Answer 78 · 2017-06-18T17:27:27.000Z

From the new README:

Many operating systems will only attempt one block size (usually whatever the mount utility defaults to). For example, In order to mount a UDF device, Windows seems to require that the UDF file system use a block size equal to the logical block size. If your block size isn't the OS's default, then auto-mounting likely will not work on your OS.

It's the UDF specification that requires that the UDF file system use a block size equal to the logical block size. You can't really blame Microsoft for adhering to the UDF specification – it's the right thing to do for the Windows implementation to enforce this. That Linux supports a file system block size that differs from the block size of the disk is a non-standard extension. That older Linux UDF kernel driver versions only supported 2048 byte blocks on hard disks was clearly a bug.

It would make life much easier for the users of the UDF formatting and mount utilities if the programs just did the right thing, and we would simply forget about the -b option. Formatting and mounting should use the (logical) block size of the device, because otherwise we really can't call the resulting file system UDF anymore. Has anybody ever been able to come across a case where deviating from this rule has been necessary? That is, using a file system internal block size equal to the block size of the drive would cause an incompatibility between systems? Why would you want to create a file system that doesn't follow the specification?

There may be situations where the -b option is needed: if the operating system is unable to report the block size of the drive. Note that what started this whole discussion, Linux reporting ("lying") the wrong physical block size doesn't count, because the physical block size is irrelevant here. There is a mention that "macOS is known to report the incorrect block size in certain scenarios as well." Is this a documented fact, and if it is, is there something that could be done to work around the problem?

If the -b option were to stay, it should (in my opinion) be hidden in "expert" sections of the documentation, with ample warnings that the user should really understand what he or she is doing.

Answer 79 · 2017-06-18T17:36:42.000Z

Specifying block size is needed when you are creating/formatting disk image stored in local file (which is later "flashed" or cloned to real disk device).

Answer 80 · 2017-06-18T17:43:59.000Z

Good point. Though this also falls into the "really know what you are doing" category.

Answer 81 · 2017-06-18T19:22:39.000Z

Great catch, @jmyreen. The discussion about the Linux kernel bug is now irrelevant. I have removed references to it from the README and from the usage, and have added an "expert warning" to the usage.

I attempted to find my message history describing macOS reporting a suspect block size, but I cannot find it. Perhaps I handled that discussion outside of a GitHub Issue. Thus, I have removed the macOS reference as well.
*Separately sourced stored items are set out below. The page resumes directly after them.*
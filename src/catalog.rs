//! Catalog service
//!
//! Command handling for the entities that live only in the relational
//! store: publishers, libraries and their branches, customers, library
//! copies, store editions, borrowings, orders and subscriptions.
//!
//! Deletes follow one rule: a row that something else still points at is
//! not deleted, and the caller gets a referential conflict naming the
//! dependants.

use chrono::NaiveDate;
use std::collections::BTreeMap;
use std::sync::Arc;
use tracing::{debug, info, instrument};

use crate::apikey::{self, ApiKey};
use crate::error::{Error, Result};
use crate::model::commands::date_range;
use crate::model::values::{parse_date, parse_keys, require};
use crate::model::{
    Address, Book, BookType, Borrowing, BorrowingCommand, Branch, BranchCommand, BuyableBook,
    BuyableBookCommand, Copy, CopyCommand, Customer, CustomerCommand, Library, LibraryCommand,
    Order, OrderCommand, OrderStatus, PersonFields, Publisher, PublisherCommand,
    SpecificationFields, Subscription, SubscriptionCommand, ValidationError,
};
use crate::relational::{RelationalStore, Tables};

fn required_address(address: &Option<Address>) -> std::result::Result<Address, ValidationError> {
    address
        .clone()
        .ok_or(ValidationError::EmptyField("address"))?
        .validated()
}

fn parse_key(raw: &str) -> Result<ApiKey> {
    Ok(ApiKey::parse(raw)?)
}

fn conflict(what: &str, key: &ApiKey, dependants: &[(usize, &str)]) -> Result<()> {
    let parts: Vec<String> = dependants
        .iter()
        .filter(|(count, _)| *count > 0)
        .map(|(count, name)| format!("{} {}", count, name))
        .collect();
    if parts.is_empty() {
        Ok(())
    } else {
        Err(Error::ReferentialConflict(format!(
            "{} {} is referenced by {}",
            what,
            key,
            parts.join(" and ")
        )))
    }
}

/// Checks every constraint of an order, then takes one unit of stock per
/// item and inserts the order row.
fn place_order(
    t: &mut Tables,
    api_key: ApiKey,
    customer_key: &ApiKey,
    item_keys: &[ApiKey],
    ordered_on: NaiveDate,
    status: OrderStatus,
) -> Result<Order> {
    if t.orders.id_of(&api_key).is_ok() {
        return Err(Error::DuplicateKey {
            collection: "orders".to_string(),
            index: "api_key".to_string(),
            key: api_key.into_string(),
        });
    }
    let customer_id = t.customers.id_of(customer_key)?;
    let item_ids = item_keys
        .iter()
        .map(|k| t.buyable_books.id_of(k))
        .collect::<Result<Vec<_>>>()?;

    let mut needed: BTreeMap<i64, u32> = BTreeMap::new();
    for id in &item_ids {
        *needed.entry(*id).or_default() += 1;
    }
    for (id, count) in &needed {
        let edition = t
            .buyable_books
            .get(*id)
            .ok_or_else(|| Error::NotFound(format!("buyable_books #{}", id)))?;
        if edition.stock < *count {
            return Err(ValidationError::Constraint(format!(
                "store edition {} has {} in stock, {} ordered",
                edition.api_key, edition.stock, count
            ))
            .into());
        }
    }

    for (id, count) in needed {
        if let Some(edition) = t.buyable_books.get(id).cloned() {
            let stock = edition.stock - count;
            t.buyable_books.replace(id, BuyableBook { stock, ..edition })?;
        }
    }
    let order = Order {
        api_key,
        customer_id,
        item_ids,
        ordered_on,
        status,
    };
    t.orders.insert(order.clone())?;
    Ok(order)
}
Let me know if these changes meet your liking. (You can review it again on the same pull request, #35.)

Answer 82 · 2021-05-04T18:11:40.000Z

Is this a documented fact, and if it is, is there something that could be done to work around the problem?

...am I misunderstanding Pali's table above? It seems to me that if you had a 4K native disk, you'd want to set the UDF block size to 512 for compatibility with Windows XP, since according to the table, XP needs 512 but doesn't mind if the physical size doesn't match.

What am I missing?

Answer 83 · 2021-05-04T18:35:37.000Z

if you had a 4K native disk

It means that disk logical block size is 4096.

And according to that (my) table there is no option how to use such disk as UDF on Windows XP. From that test can be seen that Windows XP does not support UDF on Native 4K disk.